Bitcoin ushered in a revolution by introducing the first-ever decentralized digital money, in which individuals and businesses, rather than banks or credit cards, control their transactions. Another revolution has arrived in the form of Initial Coin Offerings (ICOs) (ICO).
What Exactly Is An ICO (Initial Coin Offering)?
An initial coin offering (ICO) is a relatively new fundraising technique that allows startups to raise funds using cryptocurrencies or tokens. Investors raise funds in the form of Bitcoins, Ethereum, and other cryptocurrencies. It’s similar to a different type of crowdfunding.
Benefits of Initial Coin Offerings (ICOs)
The fundamental benefit of ICOs, like Bitcoin, is that they eliminate the need for entrepreneurs to engage with third-party authorities such as banks and venture capitalists. ICOs also offer a number of other advantages, including:
Raising funds from anywhere on the planet
Investors could get a lot of money.
Fundraising that is quick and simple
Cryptocurrencies will gain value in the future due to the limited supply-demand theory.
Tokens have a premium for liquidity.
Transaction fees are minimal to non-existent.
In 2017, the popularity of initial coin offerings (ICOs) began to grow. The ICO for Brave, a new web browser, was a wonderful example from May 2017. In less than 30 seconds, this generated over $35 million. The total ICO coin sales completed in October of that year were worth $2.3 billion, which was more than ten times its performance in 2016.
The Risks and Perils of Initial Coin Offerings
Regulatory authorities have criticized and scrutinized the device, as they do every new piece of technology, especially when millions of dollars are involved. Risks, scams, and scandals have surrounded initial coin offerings, bringing them under the attention of professional businesses and government officials.
The following are some of the most common risks linked with ICOs:
Regulation is lacking.
This is likely the most serious problem that ICOs face. Because they do not follow the laws and regulations of centralized authority, ICOs are the subject of much speculation, debate, and criticism.

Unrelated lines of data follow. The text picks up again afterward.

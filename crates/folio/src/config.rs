//! Site configuration.
//!
//! Every field has a default matching the deployed site, so an empty TOML
//! document (or no document at all) is a valid configuration.

use std::fs;
use std::path::Path;

use serde::{Deserialize, Serialize};

use crate::error::{FolioError, Result};
use crate::sections::ReadingBand;

pub const BASE_TITLE: &str = "Transport Analytics & Insights";
pub const ANALYTICS_ID: &str = "G-8CTJS8JXM1";
pub const SITE_HOSTNAME: &str = "https://transportaai.github.io";

/// Delay between a page mount and a deferred scroll to a target element.
pub const SETTLE_DELAY_MS: u32 = 100;

/// Widths above this close the mobile navigation menu.
pub const MOBILE_BREAKPOINT_PX: u32 = 768;

#[derive(Debug, Clone, PartialEq, Serialize, Deserialize)]
#[serde(default)]
pub struct SiteConfig {
    pub base_title: String,
    /// `None` disables page-view events even when a collector is present.
    pub analytics_id: Option<String>,
    pub settle_delay_ms: u32,
    pub reading_band: ReadingBand,
    pub mobile_breakpoint_px: u32,
    pub hostname: String,
}

impl Default for SiteConfig {
    fn default() -> Self {
        Self {
            base_title: BASE_TITLE.to_string(),
            analytics_id: Some(ANALYTICS_ID.to_string()),
            settle_delay_ms: SETTLE_DELAY_MS,
            reading_band: ReadingBand::default(),
            mobile_breakpoint_px: MOBILE_BREAKPOINT_PX,
            hostname: SITE_HOSTNAME.to_string(),
        }
    }
}

impl SiteConfig {
    pub fn from_toml_str(source: &str) -> Result<Self> {
        Ok(toml::from_str(source)?)
    }

    pub fn load(path: &Path) -> Result<Self> {
        let source = fs::read_to_string(path).map_err(|source| FolioError::ConfigRead {
            path: path.to_path_buf(),
            source,
        })?;
        Self::from_toml_str(&source)
    }
}

#[cfg(test)]
mod tests {
    use super::*;

    #[test]
    fn empty_document_gives_defaults() {
        let config = SiteConfig::from_toml_str("").unwrap();
        assert_eq!(config, SiteConfig::default());
        assert_eq!(config.settle_delay_ms, 100);
        assert_eq!(config.analytics_id.as_deref(), Some("G-8CTJS8JXM1"));
    }

    #[test]
    fn partial_override() {
        let config = SiteConfig::from_toml_str(
            r#"
            settle_delay_ms = 40
            hostname = "http://localhost:8080"

            [reading_band]
            top_percent = 10.0
            bottom_percent = 50.0
            "#,
        )
        .unwrap();
        assert_eq!(config.settle_delay_ms, 40);
        assert_eq!(config.hostname, "http://localhost:8080");
        assert_eq!(config.reading_band.top_percent, 10.0);
        assert_eq!(config.base_title, BASE_TITLE);
    }

    #[test]
    fn wrong_type_is_config_error() {
        let error = SiteConfig::from_toml_str("settle_delay_ms = \"soon\"").unwrap_err();
        assert!(matches!(error, FolioError::Config(_)));
    }

    #[test]
    fn missing_file_is_read_error() {
        let error = SiteConfig::load(Path::new("/nonexistent/folio.toml")).unwrap_err();
        assert!(matches!(error, FolioError::ConfigRead { .. }));
    }
}
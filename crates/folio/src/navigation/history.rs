//! In-memory history stack with browser semantics.
//!
//! Each entry keeps the navigation state it was pushed with. Back/forward
//! restore that state, but they are `Pop` transitions, so scroll
//! restoration never acts on it again.

use super::{Location, NavigationIntent, NavigationType, Transition};

#[derive(Debug)]
pub struct MemoryHistory {
    entries: Vec<Location>,
    index: usize,
}

impl MemoryHistory {
    /// Start at `path_and_hash`. The returned transition is a `Push`, the
    /// same as a typed URL.
    pub fn open(path_and_hash: &str) -> (Self, Transition) {
        let location = Location::parse(path_and_hash);
        let history = Self {
            entries: vec![location.clone()],
            index: 0,
        };
        (history, Transition::new(location, NavigationType::Push))
    }

    pub fn current(&self) -> &Location {
        &self.entries[self.index]
    }

    pub fn len(&self) -> usize {
        self.entries.len()
    }

    pub fn is_empty(&self) -> bool {
        self.entries.is_empty()
    }

    pub fn index(&self) -> usize {
        self.index
    }

    pub fn push(&mut self, path_and_hash: &str, state: Option<NavigationIntent>) -> Transition {
        let location = Location::parse(path_and_hash).with_state(state);
        self.entries.truncate(self.index + 1);
        self.entries.push(location.clone());
        self.index = self.entries.len() - 1;
        Transition::new(location, NavigationType::Push)
    }

    pub fn replace(&mut self, path_and_hash: &str, state: Option<NavigationIntent>) -> Transition {
        let location = Location::parse(path_and_hash).with_state(state);
        self.entries[self.index] = location.clone();
        Transition::new(location, NavigationType::Replace)
    }

    pub fn back(&mut self) -> Option<Transition> {
        self.go(-1)
    }

    pub fn forward(&mut self) -> Option<Transition> {
        self.go(1)
    }

    fn go(&mut self, delta: isize) -> Option<Transition> {
        let index = self.index.checked_add_signed(delta)?;
        let location = self.entries.get(index)?.clone();
        self.index = index;
        Some(Transition::new(location, NavigationType::Pop))
    }

    /// Reload the current entry as a fresh load. Its navigation state is
    /// dropped first, so an intent it was pushed with is never used twice.
    pub fn reload(&mut self) -> Transition {
        let load = Transition::load(self.current().clone());
        self.entries[self.index] = load.location.clone();
        load
    }

    /// Rewrite the current entry's fragment in place, keeping its state and
    /// key. Does not produce a transition.
    pub fn replace_fragment(&mut self, id: &str) {
        self.entries[self.index].hash = format!("#{id}");
    }
}

#[cfg(test)]
mod tests {
    use super::*;

    #[test]
    fn back_and_forward_are_pops() {
        let (mut history, _) = MemoryHistory::open("/");
        history.push("/projects", None);
        let back = history.back().unwrap();
        assert_eq!(back.navigation_type, NavigationType::Pop);
        assert_eq!(back.location.pathname, "/");
        let forward = history.forward().unwrap();
        assert_eq!(forward.location.pathname, "/projects");
        assert!(history.forward().is_none());
    }

    #[test]
    fn back_at_start_is_none() {
        let (mut history, initial) = MemoryHistory::open("/publications");
        assert_eq!(initial.navigation_type, NavigationType::Push);
        assert!(history.back().is_none());
        assert_eq!(history.index(), 0);
    }

    #[test]
    fn push_truncates_forward_entries() {
        let (mut history, _) = MemoryHistory::open("/");
        history.push("/projects", None);
        history.push("/publications", None);
        history.back();
        history.push("/translink-od", None);
        assert_eq!(history.len(), 3);
        assert!(history.forward().is_none());
    }

    #[test]
    fn pop_restores_stored_state_and_key() {
        let (mut history, _) = MemoryHistory::open("/projects/translink_od");
        let pushed = history.push("/", Some(NavigationIntent::new("projects")));
        history.push("/publications", None);
        let back = history.back().unwrap();
        assert_eq!(back.location.state, Some(NavigationIntent::new("projects")));
        assert_eq!(back.location.key, pushed.location.key);
    }

    #[test]
    fn reload_drops_the_stored_intent() {
        let (mut history, _) = MemoryHistory::open("/brisbane_connectivity");
        let pushed = history.push("/", Some(NavigationIntent::new("projects")));
        let reloaded = history.reload();
        assert_eq!(reloaded.navigation_type, NavigationType::Push);
        assert_eq!(reloaded.location.state, None);
        assert_eq!(reloaded.location.key, pushed.location.key);
        assert_eq!(history.current().state, None);
    }

    #[test]
    fn replace_fragment_keeps_key() {
        let (mut history, initial) = MemoryHistory::open("/brisbane_connectivity");
        history.replace_fragment("coverage");
        assert_eq!(history.current().hash, "#coverage");
        assert_eq!(history.current().key, initial.location.key);
    }
}
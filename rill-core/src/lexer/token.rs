#[derive(Debug, Clone, PartialEq)]
pub enum Token {
    // <letter> { <letter> | <digit> | _ }
    Ident(String),
    // { <digit> } [. { <digit> }]
    Number(f64),

    // Keywords
    Let,
    Const,

    // Assignment
    Assign, // =

    // Arithmetic operations
    Plus,     // +
    Minus,    // -
    Asterisk, // *
    Slash,    // /
    Percent,  // %

    // Delimiters
    LParen,    // (
    RParen,    // )
    LBrace,    // {
    RBrace,    // }
    Comma,     // ,
    Colon,     // :
    Semicolon, // ;

    Eof,
}

pub fn str_to_keyword(word: &str) -> Option<Token> {
    Some(match word {
        "let" => Token::Let,
        "const" => Token::Const,
        _ => return None,
    })
}

impl Token {
    pub fn is_reserved_word(&self) -> bool {
        matches!(self, Token::Let | Token::Const)
    }

    pub fn as_literal(&self) -> String {
        match self {
            Token::Ident(value) => value.clone(),
            Token::Number(value) => format!("{}", value),

            Token::Let => "let".to_string(),
            Token::Const => "const".to_string(),

            Token::Assign => "=".to_string(),
            Token::Plus => "+".to_string(),
            Token::Minus => "-".to_string(),
            Token::Asterisk => "*".to_string(),
            Token::Slash => "/".to_string(),
            Token::Percent => "%".to_string(),

            Token::LParen => "(".to_string(),
            Token::RParen => ")".to_string(),
            Token::LBrace => "{".to_string(),
            Token::RBrace => "}".to_string(),
            Token::Comma => ",".to_string(),
            Token::Colon => ":".to_string(),
            Token::Semicolon => ";".to_string(),

            Token::Eof => "\0".to_string(),
        }
    }
}
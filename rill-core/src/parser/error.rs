use crate::{
    lexer::prelude::{LexicalError, Token},
    utils::prelude::SrcSpan,
};

#[derive(Debug, Clone, PartialEq)]
pub enum ParseErrorType {
    ExpectedIdent,
    UninitializedConstant,
    MissingSemicolon,
    UnexpectedEof,
    UnexpectedToken {
        token: Token,
        expected: Vec<String>,
    },
    LexError {
        error: LexicalError,
    },
}

#[derive(Debug, Clone, PartialEq)]
pub struct ParseError {
    pub error: ParseErrorType,
    pub span: SrcSpan,
}

impl ParseError {
    pub fn details(&self) -> (&'static str, Vec<String>) {
        match &self.error {
            ParseErrorType::ExpectedIdent => ("Expected identifier", vec![]),
            ParseErrorType::UninitializedConstant => (
                "Constant declared without a value",
                vec!["A `const` declaration must be initialized.".to_string()],
            ),
            ParseErrorType::MissingSemicolon => ("Missing semicolon", vec![]),
            ParseErrorType::UnexpectedEof => ("Unexpected end of input", vec![]),
            ParseErrorType::UnexpectedToken { token, expected } => {
                let found = match token {
                    Token::Number(_) => "a Number".to_string(),
                    Token::Ident(_) => "an Identifier".to_string(),
                    _ if token.is_reserved_word() => {
                        format!("the keyword `{}`", token.as_literal())
                    }
                    _ => format!("`{}`", token.as_literal()),
                };

                let messages = std::iter::once(format!("Found {found}, expected one of: "))
                    .chain(expected.iter().map(|s| format!("- {s}")))
                    .collect();

                ("Not expected this", messages)
            }
            ParseErrorType::LexError { error } => error.details(),
        }
    }
}
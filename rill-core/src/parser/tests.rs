use crate::utils::prelude::SrcSpan;

use super::prelude::{
    parse_module, BinaryOperator, Expression, ParseError, ParseErrorType, Statement,
};

fn parse_expression(src: &str) -> Expression {
    let module = parse_module(src).unwrap();

    match module.program.statements.into_iter().next() {
        Some(Statement::Expression(expression)) => expression,
        other => panic!("expected a single expression statement, got {other:?}"),
    }
}

#[test]
fn test_precedence() {
    let expression = parse_expression("1 + 2 * 3");

    let binary = match expression {
        Expression::Binary(binary) => binary,
        other => panic!("expected binary, got {other:?}"),
    };

    assert_eq!(binary.operator, BinaryOperator::Add);
    assert!(matches!(
        *binary.left,
        Expression::NumericLiteral { value, .. } if value == 1.0
    ));
    assert!(matches!(
        &*binary.right,
        Expression::Binary(inner) if inner.operator == BinaryOperator::Multiply
    ));
}

#[test]
fn test_left_associativity() {
    let expression = parse_expression("10 - 2 - 3");

    assert_eq!(expression.to_string(), "10 - 2 - 3");

    let binary = match expression {
        Expression::Binary(binary) => binary,
        other => panic!("expected binary, got {other:?}"),
    };

    assert_eq!(binary.operator, BinaryOperator::Subtract);
    assert!(matches!(
        &*binary.left,
        Expression::Binary(inner) if inner.operator == BinaryOperator::Subtract
    ));
}

#[test]
fn test_grouping() {
    let expression = parse_expression("(1 + 2) * 3");

    let binary = match expression {
        Expression::Binary(binary) => binary,
        other => panic!("expected binary, got {other:?}"),
    };

    assert_eq!(binary.operator, BinaryOperator::Multiply);
    assert!(matches!(
        &*binary.left,
        Expression::Binary(inner) if inner.operator == BinaryOperator::Add
    ));
}

#[test]
fn test_assignment_is_right_associative() {
    let expression = parse_expression("a = b = 2;");

    let assignment = match expression {
        Expression::Assignment(assignment) => assignment,
        other => panic!("expected assignment, got {other:?}"),
    };

    assert!(matches!(
        &*assignment.target,
        Expression::Identifier(ident) if ident.value == "a"
    ));
    assert!(matches!(&*assignment.value, Expression::Assignment(_)));
}

#[test]
fn test_declarations() -> Result<(), ParseError> {
    let module = parse_module("let x = 5; const y = 10; let z;")?;
    let statements = module.program.statements;

    assert_eq!(statements.len(), 3);

    let declaration = match &statements[0] {
        Statement::VarDeclaration(declaration) => declaration,
        other => panic!("expected declaration, got {other:?}"),
    };

    assert_eq!(declaration.name.value, "x");
    assert!(!declaration.constant);
    assert!(declaration.value.is_some());
    assert_eq!(declaration.location, SrcSpan { start: 0, end: 10 });

    assert_eq!(statements[1].to_string(), "const y = 10");
    assert_eq!(statements[2].to_string(), "let z");

    Ok(())
}

#[test]
fn test_uninitialized_constant() {
    let err = parse_module("const y;").unwrap_err();

    assert_eq!(err.error, ParseErrorType::UninitializedConstant);
    assert_eq!(err.span, SrcSpan { start: 0, end: 8 });
}

#[test]
fn test_declaration_without_name() {
    let err = parse_module("let = 5;").unwrap_err();

    assert_eq!(err.error, ParseErrorType::ExpectedIdent);
}

#[test]
fn test_missing_semicolon() {
    let err = parse_module("let x = 5 let y = 6;").unwrap_err();

    assert_eq!(err.error, ParseErrorType::MissingSemicolon);
}

#[test]
fn test_missing_semicolon_between_expressions() {
    let err = parse_module("1 + 2 3 + 4;").unwrap_err();

    assert_eq!(err.error, ParseErrorType::MissingSemicolon);
}

#[test]
fn test_terminator_optional_at_end() -> Result<(), ParseError> {
    let module = parse_module("1 + 2 * 3")?;

    assert_eq!(module.program.statements.len(), 1);
    assert_eq!(module.program.to_string(), "1 + 2 * 3");

    Ok(())
}

#[test]
fn test_object_literal() {
    let expression = parse_expression("{ a, b: 2, c: 1 + 2 };");

    let object = match expression {
        Expression::Object(object) => object,
        other => panic!("expected object, got {other:?}"),
    };

    assert_eq!(object.properties.len(), 3);

    assert_eq!(object.properties[0].key.value, "a");
    assert!(object.properties[0].value.is_none());

    assert_eq!(object.properties[1].key.value, "b");
    assert!(matches!(
        object.properties[1].value,
        Some(Expression::NumericLiteral { value, .. }) if value == 2.0
    ));

    assert_eq!(object.properties[2].key.value, "c");
    assert!(matches!(
        object.properties[2].value,
        Some(Expression::Binary(_))
    ));
}

#[test]
fn test_empty_object_literal() {
    let expression = parse_expression("{};");

    assert!(matches!(
        &expression,
        Expression::Object(object) if object.properties.is_empty()
    ));
}

#[test]
fn test_object_trailing_comma_is_rejected() {
    let err = parse_module("{ a, b: 2, };").unwrap_err();

    assert_eq!(err.error, ParseErrorType::ExpectedIdent);
}

#[test]
fn test_unclosed_group() {
    let err = parse_module("(1 + 2").unwrap_err();

    assert_eq!(err.error, ParseErrorType::UnexpectedEof);
}

#[test]
fn test_expression_out_of_nothing() {
    let err = parse_module("let x = ;").unwrap_err();

    assert!(matches!(err.error, ParseErrorType::UnexpectedToken { .. }));
}

#[test]
fn test_lex_error_is_forwarded() {
    let err = parse_module("let x = 1.2.3;").unwrap_err();

    assert!(matches!(err.error, ParseErrorType::LexError { .. }));
}

#[test]
fn test_display() -> Result<(), ParseError> {
    let module = parse_module("let x = 5; x = x + 1; { a, b: x * 2 };")?;

    assert_eq!(
        module.program.to_string(),
        "let x = 5; x = x + 1; { a, b: x * 2 }"
    );

    Ok(())
}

The Securities and Exchange Commission (SEC) in the United States has yet to recognize ICO tokens and investments, which means that a decision on their regulation is still pending. As a result, it may be preferable to invest in startup ICOs backed by law firms.
Scams have a high chance of succeeding.
Due to the fact that ICOs are unregulated, there is a risk of fraud or scamming attacks. Those who invest in initial coin offerings (ICOs) are often inexperienced investors.
Investors have no way of knowing if a project that has yet to be produced will ever be released. ICOs also do not reveal any personal information. So, for all they know, this is a massive money laundering scheme. However, there have been cases where this has occurred with crowdsourcing.
Higher Probability of Failure
A startup that raises money through an initial coin offering (ICO) has a higher likelihood of failing. In fact, according to a study undertaken by a small team from Boston College in Massachusetts, 55.4 percent of token ventures fail in less than four months.
Finally, initial coin offerings (ICOs) are quick and economical ways to raise funds, but they come with significant security, regulatory, and failure concerns. It works for some businesses, but the vast majority of them fail. Whether it is moral or not depends on how you think about the repercussions and how excellent your marketing skills are.